### What you have to do
What is needed here is an exact transcription of all the entries.

### Data in this exercise

━━━━━━━━━━

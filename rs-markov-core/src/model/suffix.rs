use rand::Rng;

use serde::{Deserialize, Serialize};

/// A word observed after some prefix, with how many times it was seen.
#[derive(Serialize, Deserialize, Clone, Debug, PartialEq, Eq)]
pub struct Suffix {
	pub word: String,
	pub count: usize,
}

/// All words observed after one prefix.
///
/// Conceptually, this is the set of outgoing edges of a node in the Markov
/// chain, weighted by their number of observations.
///
/// ## Responsibilities:
/// - Accumulate occurrences during learning
/// - Pick the next word using weighted random sampling
///
/// ## Invariants
/// - A word appears at most once (counts are merged)
/// - Entries keep their first-seen order, which decides sampling tie-breaks
/// - The sum of all counts fits in a `usize` (tables built through `add`)
#[derive(Serialize, Deserialize, Clone, Debug, Default, PartialEq, Eq)]
pub struct SuffixTable {
	entries: Vec<Suffix>,
}

impl SuffixTable {
	pub fn new() -> Self {
		Self::default()
	}

	/// Records `count` more occurrences of `word`.
	///
	/// - If the word already exists, its count is increased.
	/// - Otherwise, a new entry is appended at the end of the table.
	///
	/// Returns `None` and leaves the table untouched if the table total
	/// would overflow.
	pub fn add(&mut self, word: &str, count: usize) -> Option<()> {
		self.total()?.checked_add(count)?;
		match self.entries.iter_mut().find(|s| s.word == word) {
			Some(existing) => existing.count = existing.count.checked_add(count)?,
			None => self.entries.push(Suffix { word: word.to_owned(), count }),
		}
		Some(())
	}

	/// Records one occurrence of `word`.
	pub fn observe(&mut self, word: &str) {
		// A token stream held in memory cannot reach usize::MAX words
		let _ = self.add(word, 1);
	}

	pub fn entries(&self) -> &[Suffix] {
		&self.entries
	}

	pub fn is_empty(&self) -> bool {
		self.entries.is_empty()
	}

	/// Count of `word`, or 0 if it was never seen.
	pub fn count_of(&self, word: &str) -> usize {
		self.entries
			.iter()
			.find(|s| s.word == word)
			.map_or(0, |s| s.count)
	}

	/// Sum of all counts, or `None` if it does not fit in a `usize`.
	pub fn total(&self) -> Option<usize> {
		self.entries.iter().try_fold(0usize, |acc, s| acc.checked_add(s.count))
	}

	/// Running totals of the counts, in table order.
	///
	/// Returns `None` if a running total overflows.
	pub fn cumulative(&self) -> Option<Vec<usize>> {
		let mut acc = 0usize;
		self.entries
			.iter()
			.map(|s| {
				acc = acc.checked_add(s.count)?;
				Some(acc)
			})
			.collect()
	}

	/// Finds the first word listed twice, if any.
	pub fn duplicate_word(&self) -> Option<&str> {
		self.entries
			.iter()
			.enumerate()
			.find(|(i, s)| self.entries[..*i].iter().any(|o| o.word == s.word))
			.map(|(_, s)| s.word.as_str())
	}

	/// Selects the entry owning draw `r` in `[0, total)`.
	///
	/// The winner is the first index whose running total exceeds `r`, so
	/// earlier entries win on boundary values. Returns `None` when `r` is out
	/// of range or the counts overflow.
	pub fn pick(&self, r: usize) -> Option<&str> {
		let cumulative = self.cumulative()?;
		let index = cumulative.partition_point(|&c| c <= r);
		self.entries.get(index).map(|s| s.word.as_str())
	}

	/// Picks the next word with probability proportional to its count.
	///
	/// Returns `None` if the table is empty, every count is zero, or the
	/// counts overflow.
	pub fn predict<R: Rng>(&self, rng: &mut R) -> Option<&str> {
		let total = self.total()?;
		if total == 0 {
			return None;
		}
		self.pick(rng.random_range(0..total))
	}
}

━━━━━━━━━━

### Response area
filename rs-markov-core/src/model/suffix.rs
use rand::Rng;

use serde::{Deserialize, Serialize};

/// A word observed after some prefix, with how many times it was seen.
#[derive(Serialize, Deserialize, Clone, Debug, PartialEq, Eq)]
pub struct Suffix {
	pub word: String,
	pub count: usize,
}

/// All words observed after one prefix.
///
/// Conceptually, this is the set of outgoing edges of a node in the Markov
/// chain, weighted by their number of observations.
///
/// ## Responsibilities:
/// - Accumulate occurrences during learning
/// - Pick the next word using weighted random sampling
///
/// ## Invariants
/// - A word appears at most once (counts are merged)
/// - Entries keep their first-seen order, which decides sampling tie-breaks
/// - The sum of all counts fits in a `usize` (tables built through `add`)
#[derive(Serialize, Deserialize, Clone, Debug, Default, PartialEq, Eq)]
pub struct SuffixTable {
	entries: Vec<Suffix>,
}

impl SuffixTable {
	pub fn new() -> Self {
		Self::default()
	}

	/// Records `count` more occurrences of `word`.
	///
	/// - If the word already exists, its count is increased.
	/// - Otherwise, a new entry is appended at the end of the table.
	///
	/// Returns `None` and leaves the table untouched if the table total
	/// would overflow.
	pub fn add(&mut self, word: &str, count: usize) -> Option<()> {
		self.total()?.checked_add(count)?;
		match self.entries.iter_mut().find(|s| s.word == word) {
			Some(existing) => existing.count = existing.count.checked_add(count)?,
			None => self.entries.push(Suffix { word: word.to_owned(), count }),
		}
		Some(())
	}

	/// Records one occurrence of `word`.
	pub fn observe(&mut self, word: &str) {
		// A token stream held in memory cannot reach usize::MAX words
		let _ = self.add(word, 1);
	}

	pub fn entries(&self) -> &[Suffix] {
		&self.entries
	}

	pub fn is_empty(&self) -> bool {
		self.entries.is_empty()
	}

	/// Count of `word`, or 0 if it was never seen.
	pub fn count_of(&self, word: &str) -> usize {
		self.entries
			.iter()
			.find(|s| s.word == word)
			.map_or(0, |s| s.count)
	}

	/// Sum of all counts, or `None` if it does not fit in a `usize`.
	pub fn total(&self) -> Option<usize> {
		self.entries.iter().try_fold(0usize, |acc, s| acc.checked_add(s.count))
	}

	/// Running totals of the counts, in table order.
	///
	/// Returns `None` if a running total overflows.
	pub fn cumulative(&self) -> Option<Vec<usize>> {
		let mut acc = 0usize;
		self.entries
			.iter()
			.map(|s| {
				acc = acc.checked_add(s.count)?;
				Some(acc)
			})
			.collect()
	}

	/// Finds the first word listed twice, if any.
	pub fn duplicate_word(&self) -> Option<&str> {
		self.entries
			.iter()
			.enumerate()
			.find(|(i, s)| self.entries[..*i].iter().any(|o| o.word == s.word))
			.map(|(_, s)| s.word.as_str())
	}

	/// Selects the entry owning draw `r` in `[0, total)`.
	///
	/// The winner is the first index whose running total exceeds `r`, so
	/// earlier entries win on boundary values. Returns `None` when `r` is out
	/// of range or the counts overflow.
	pub fn pick(&self, r: usize) -> Option<&str> {
		let cumulative = self.cumulative()?;
		let index = cumulative.partition_point(|&c| c <= r);
		self.entries.get(index).map(|s| s.word.as_str())
	}

	/// Picks the next word with probability proportional to its count.
	///
	/// Returns `None` if the table is empty, every count is zero, or the
	/// counts overflow.
	pub fn predict<R: Rng>(&self, rng: &mut R) -> Option<&str> {
		let total = self.total()?;
		if total == 0 {
			return None;
		}
		self.pick(rng.random_range(0..total))
	}
}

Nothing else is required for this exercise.